#### [Task directions]
Wherever "between" appears in a line of the records below, count that line, and report only the number.
Data below:
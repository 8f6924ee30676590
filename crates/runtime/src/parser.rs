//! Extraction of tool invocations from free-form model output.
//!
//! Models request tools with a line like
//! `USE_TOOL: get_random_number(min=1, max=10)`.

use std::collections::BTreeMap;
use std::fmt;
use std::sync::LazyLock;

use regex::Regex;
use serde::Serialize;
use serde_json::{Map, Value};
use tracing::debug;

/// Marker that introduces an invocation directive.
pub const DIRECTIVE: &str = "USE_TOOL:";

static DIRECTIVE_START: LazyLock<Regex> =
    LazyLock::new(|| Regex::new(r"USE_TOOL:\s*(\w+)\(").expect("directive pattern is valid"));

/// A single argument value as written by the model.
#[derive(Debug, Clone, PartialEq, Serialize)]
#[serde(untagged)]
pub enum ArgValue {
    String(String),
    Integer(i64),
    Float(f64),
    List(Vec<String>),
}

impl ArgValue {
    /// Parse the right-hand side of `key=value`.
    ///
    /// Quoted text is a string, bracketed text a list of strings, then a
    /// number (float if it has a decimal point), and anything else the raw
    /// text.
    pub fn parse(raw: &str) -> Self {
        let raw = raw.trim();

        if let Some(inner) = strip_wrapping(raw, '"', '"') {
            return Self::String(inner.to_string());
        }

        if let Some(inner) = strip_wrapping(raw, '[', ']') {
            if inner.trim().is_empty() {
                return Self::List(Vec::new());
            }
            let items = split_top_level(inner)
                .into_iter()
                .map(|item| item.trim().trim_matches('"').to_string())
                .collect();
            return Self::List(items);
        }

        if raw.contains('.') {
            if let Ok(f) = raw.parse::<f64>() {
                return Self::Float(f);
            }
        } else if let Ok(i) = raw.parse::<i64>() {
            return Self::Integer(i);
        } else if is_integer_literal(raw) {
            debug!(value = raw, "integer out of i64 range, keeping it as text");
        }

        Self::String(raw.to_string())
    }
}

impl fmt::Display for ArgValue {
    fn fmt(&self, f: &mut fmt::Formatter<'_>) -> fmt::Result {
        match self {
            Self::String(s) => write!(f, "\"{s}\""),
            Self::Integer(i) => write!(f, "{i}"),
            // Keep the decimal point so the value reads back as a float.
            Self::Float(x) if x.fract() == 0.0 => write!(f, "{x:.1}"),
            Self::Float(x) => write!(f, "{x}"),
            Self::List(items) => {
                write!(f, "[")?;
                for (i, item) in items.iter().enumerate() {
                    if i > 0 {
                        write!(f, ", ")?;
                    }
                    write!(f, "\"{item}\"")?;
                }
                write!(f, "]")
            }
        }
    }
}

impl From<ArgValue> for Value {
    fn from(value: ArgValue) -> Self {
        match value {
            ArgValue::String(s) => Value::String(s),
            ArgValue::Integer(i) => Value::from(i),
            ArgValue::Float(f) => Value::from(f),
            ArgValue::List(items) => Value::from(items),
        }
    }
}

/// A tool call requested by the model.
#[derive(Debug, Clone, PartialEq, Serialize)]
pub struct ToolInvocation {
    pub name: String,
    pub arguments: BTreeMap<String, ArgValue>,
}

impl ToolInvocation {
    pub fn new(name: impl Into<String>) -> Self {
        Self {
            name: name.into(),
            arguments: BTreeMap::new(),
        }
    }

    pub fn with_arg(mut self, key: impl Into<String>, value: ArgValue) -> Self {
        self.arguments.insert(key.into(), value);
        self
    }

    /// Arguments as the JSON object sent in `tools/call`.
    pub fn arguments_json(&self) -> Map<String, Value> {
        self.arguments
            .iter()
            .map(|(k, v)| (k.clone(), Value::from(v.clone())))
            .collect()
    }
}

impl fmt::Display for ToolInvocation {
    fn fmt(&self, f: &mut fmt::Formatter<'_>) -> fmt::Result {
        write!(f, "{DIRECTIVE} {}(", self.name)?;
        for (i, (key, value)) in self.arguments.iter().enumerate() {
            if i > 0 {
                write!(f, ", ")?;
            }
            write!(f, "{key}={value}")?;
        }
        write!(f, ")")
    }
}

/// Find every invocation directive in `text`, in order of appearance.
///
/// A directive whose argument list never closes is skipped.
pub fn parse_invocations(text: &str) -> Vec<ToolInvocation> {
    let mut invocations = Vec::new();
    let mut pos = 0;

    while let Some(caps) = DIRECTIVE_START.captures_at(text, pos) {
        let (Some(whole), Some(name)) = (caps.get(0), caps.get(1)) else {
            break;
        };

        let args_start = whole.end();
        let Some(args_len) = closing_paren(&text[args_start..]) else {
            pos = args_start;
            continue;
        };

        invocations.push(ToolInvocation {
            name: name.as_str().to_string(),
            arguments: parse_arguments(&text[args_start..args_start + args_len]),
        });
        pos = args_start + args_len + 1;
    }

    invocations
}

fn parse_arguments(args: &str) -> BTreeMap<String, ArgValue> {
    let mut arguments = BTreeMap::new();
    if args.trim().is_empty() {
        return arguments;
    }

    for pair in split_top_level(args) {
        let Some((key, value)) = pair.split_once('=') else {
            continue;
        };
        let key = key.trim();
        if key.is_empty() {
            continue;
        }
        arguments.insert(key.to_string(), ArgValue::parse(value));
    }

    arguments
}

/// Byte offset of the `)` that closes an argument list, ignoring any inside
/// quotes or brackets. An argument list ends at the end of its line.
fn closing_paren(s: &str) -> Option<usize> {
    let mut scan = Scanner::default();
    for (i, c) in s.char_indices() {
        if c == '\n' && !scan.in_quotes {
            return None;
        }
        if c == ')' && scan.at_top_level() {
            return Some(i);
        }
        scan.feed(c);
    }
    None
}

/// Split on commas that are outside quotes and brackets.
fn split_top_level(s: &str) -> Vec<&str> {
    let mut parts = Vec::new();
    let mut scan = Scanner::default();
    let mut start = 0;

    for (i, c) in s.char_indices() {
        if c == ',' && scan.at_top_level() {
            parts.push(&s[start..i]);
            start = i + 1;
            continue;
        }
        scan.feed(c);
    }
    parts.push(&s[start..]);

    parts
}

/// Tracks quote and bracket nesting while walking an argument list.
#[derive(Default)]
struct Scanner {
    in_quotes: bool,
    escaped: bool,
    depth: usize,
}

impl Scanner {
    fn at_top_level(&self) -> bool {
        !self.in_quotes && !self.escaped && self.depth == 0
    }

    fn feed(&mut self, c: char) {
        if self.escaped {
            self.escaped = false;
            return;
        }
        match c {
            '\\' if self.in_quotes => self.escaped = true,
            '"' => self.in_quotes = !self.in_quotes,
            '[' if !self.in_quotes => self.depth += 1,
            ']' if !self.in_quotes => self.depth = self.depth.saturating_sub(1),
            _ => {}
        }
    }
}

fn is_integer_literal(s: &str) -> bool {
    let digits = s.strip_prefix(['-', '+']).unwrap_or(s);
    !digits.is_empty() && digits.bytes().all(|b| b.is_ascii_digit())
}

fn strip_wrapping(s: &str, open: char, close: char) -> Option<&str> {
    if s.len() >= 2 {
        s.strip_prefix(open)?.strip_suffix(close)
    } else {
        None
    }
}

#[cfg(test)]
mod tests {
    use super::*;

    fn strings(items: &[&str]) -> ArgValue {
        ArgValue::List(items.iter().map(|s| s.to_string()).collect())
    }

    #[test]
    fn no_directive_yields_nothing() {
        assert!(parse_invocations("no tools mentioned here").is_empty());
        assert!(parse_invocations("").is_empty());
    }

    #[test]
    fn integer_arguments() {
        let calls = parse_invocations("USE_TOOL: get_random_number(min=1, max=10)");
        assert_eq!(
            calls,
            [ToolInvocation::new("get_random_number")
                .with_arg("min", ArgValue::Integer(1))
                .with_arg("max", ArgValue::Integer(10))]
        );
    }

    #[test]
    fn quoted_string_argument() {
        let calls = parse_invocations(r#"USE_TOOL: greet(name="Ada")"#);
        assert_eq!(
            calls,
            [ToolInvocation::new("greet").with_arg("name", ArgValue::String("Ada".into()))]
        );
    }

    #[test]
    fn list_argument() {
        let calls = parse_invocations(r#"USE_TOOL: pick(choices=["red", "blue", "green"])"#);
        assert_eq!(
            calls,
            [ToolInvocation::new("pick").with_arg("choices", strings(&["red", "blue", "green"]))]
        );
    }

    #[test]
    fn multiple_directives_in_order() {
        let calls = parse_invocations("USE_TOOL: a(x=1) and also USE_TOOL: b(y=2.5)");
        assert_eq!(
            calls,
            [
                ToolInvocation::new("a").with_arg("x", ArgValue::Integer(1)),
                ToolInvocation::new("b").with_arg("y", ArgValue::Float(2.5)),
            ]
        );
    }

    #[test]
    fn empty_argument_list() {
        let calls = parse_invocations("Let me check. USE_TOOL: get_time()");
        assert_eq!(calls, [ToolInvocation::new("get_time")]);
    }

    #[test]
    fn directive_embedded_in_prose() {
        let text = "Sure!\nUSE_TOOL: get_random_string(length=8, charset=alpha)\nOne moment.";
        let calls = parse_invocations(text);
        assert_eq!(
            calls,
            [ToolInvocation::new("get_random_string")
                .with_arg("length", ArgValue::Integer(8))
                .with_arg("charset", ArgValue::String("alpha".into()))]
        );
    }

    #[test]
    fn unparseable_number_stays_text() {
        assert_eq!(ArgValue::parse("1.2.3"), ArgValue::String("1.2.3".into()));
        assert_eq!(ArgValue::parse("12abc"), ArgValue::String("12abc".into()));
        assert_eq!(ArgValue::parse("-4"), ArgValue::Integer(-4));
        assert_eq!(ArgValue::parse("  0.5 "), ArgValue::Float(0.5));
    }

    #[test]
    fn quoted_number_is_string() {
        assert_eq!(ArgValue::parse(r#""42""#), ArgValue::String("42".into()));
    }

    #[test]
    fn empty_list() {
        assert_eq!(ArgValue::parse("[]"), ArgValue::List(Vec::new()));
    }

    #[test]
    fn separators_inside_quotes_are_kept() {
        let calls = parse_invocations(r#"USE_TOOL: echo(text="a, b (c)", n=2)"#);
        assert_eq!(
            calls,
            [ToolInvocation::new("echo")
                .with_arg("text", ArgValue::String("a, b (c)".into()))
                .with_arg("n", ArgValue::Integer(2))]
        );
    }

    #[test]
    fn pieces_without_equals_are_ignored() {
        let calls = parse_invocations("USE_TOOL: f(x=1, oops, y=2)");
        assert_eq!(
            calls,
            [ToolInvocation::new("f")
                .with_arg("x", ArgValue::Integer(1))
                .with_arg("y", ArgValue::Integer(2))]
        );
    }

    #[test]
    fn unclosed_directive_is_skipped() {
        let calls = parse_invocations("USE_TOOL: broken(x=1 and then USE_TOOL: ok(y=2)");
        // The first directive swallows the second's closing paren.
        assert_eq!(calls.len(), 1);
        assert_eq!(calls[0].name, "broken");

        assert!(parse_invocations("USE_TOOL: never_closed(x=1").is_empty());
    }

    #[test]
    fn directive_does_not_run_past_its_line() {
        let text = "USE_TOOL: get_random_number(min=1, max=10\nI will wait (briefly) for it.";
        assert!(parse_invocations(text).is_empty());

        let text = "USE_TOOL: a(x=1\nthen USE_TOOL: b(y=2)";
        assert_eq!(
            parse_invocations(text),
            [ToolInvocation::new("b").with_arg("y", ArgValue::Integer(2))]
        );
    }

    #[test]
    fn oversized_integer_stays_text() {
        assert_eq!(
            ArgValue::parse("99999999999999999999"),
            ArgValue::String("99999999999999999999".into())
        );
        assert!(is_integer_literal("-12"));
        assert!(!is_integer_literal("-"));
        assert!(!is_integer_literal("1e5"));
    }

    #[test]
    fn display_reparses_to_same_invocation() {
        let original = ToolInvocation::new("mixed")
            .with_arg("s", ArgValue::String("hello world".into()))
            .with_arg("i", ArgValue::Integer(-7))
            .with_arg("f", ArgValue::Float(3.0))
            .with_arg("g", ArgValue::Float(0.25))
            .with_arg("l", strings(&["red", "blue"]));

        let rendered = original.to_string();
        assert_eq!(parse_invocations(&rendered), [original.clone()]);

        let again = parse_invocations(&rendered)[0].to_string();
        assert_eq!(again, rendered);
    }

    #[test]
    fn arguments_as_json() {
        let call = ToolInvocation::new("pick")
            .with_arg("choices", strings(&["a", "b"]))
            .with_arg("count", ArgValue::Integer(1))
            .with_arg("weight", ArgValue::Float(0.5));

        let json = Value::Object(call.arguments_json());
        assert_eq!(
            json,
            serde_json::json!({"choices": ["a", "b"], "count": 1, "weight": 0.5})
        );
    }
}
End of Data.
Data below:
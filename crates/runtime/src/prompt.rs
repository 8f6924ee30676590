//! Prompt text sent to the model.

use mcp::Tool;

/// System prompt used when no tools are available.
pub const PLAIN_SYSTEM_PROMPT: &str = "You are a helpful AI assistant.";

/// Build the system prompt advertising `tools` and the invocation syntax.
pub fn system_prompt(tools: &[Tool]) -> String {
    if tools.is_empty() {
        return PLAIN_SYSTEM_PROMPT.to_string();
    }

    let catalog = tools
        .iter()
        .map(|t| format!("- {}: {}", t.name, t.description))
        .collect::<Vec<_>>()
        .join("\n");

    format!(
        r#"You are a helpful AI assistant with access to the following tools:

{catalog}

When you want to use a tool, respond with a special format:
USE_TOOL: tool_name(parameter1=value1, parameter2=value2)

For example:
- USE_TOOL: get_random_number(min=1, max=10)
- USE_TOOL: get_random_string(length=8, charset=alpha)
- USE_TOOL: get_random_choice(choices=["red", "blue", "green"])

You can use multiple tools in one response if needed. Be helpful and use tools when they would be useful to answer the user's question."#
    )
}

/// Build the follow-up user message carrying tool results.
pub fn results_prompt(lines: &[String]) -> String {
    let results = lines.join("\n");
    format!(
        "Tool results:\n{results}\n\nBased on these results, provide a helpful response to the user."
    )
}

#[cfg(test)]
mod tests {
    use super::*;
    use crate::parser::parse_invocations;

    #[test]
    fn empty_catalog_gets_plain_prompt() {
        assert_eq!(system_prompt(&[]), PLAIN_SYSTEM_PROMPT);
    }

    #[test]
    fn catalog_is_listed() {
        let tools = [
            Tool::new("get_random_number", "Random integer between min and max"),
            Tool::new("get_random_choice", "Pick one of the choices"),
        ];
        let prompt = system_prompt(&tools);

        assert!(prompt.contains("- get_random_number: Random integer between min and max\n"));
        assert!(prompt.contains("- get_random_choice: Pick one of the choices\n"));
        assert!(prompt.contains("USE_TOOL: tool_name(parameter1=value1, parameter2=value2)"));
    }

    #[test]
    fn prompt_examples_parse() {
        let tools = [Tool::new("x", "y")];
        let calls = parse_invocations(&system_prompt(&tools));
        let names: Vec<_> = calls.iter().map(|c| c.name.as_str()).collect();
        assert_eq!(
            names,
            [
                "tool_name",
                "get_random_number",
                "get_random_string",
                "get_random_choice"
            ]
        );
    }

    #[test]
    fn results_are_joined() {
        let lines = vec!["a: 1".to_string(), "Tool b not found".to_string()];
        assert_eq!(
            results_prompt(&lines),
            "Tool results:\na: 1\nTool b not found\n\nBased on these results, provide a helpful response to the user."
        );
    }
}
End of Data.
Data below:
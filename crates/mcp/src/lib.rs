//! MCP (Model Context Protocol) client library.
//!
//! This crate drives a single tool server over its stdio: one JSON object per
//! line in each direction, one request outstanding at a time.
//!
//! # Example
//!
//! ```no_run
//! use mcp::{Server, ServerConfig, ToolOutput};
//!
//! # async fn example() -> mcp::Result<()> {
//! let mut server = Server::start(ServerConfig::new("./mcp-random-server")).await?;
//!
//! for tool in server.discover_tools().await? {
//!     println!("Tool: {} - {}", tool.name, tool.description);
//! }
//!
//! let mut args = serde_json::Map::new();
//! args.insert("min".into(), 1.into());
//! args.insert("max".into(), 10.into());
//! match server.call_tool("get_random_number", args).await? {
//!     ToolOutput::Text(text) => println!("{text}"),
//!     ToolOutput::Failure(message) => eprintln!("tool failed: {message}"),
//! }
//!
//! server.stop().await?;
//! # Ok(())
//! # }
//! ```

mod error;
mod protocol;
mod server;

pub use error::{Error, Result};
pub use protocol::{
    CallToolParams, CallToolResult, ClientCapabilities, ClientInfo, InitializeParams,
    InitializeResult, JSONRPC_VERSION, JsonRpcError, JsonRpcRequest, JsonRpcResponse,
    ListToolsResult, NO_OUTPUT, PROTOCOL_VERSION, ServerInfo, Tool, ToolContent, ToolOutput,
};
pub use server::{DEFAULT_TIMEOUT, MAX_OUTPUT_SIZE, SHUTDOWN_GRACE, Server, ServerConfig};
End of Data.
#### [Response area]
2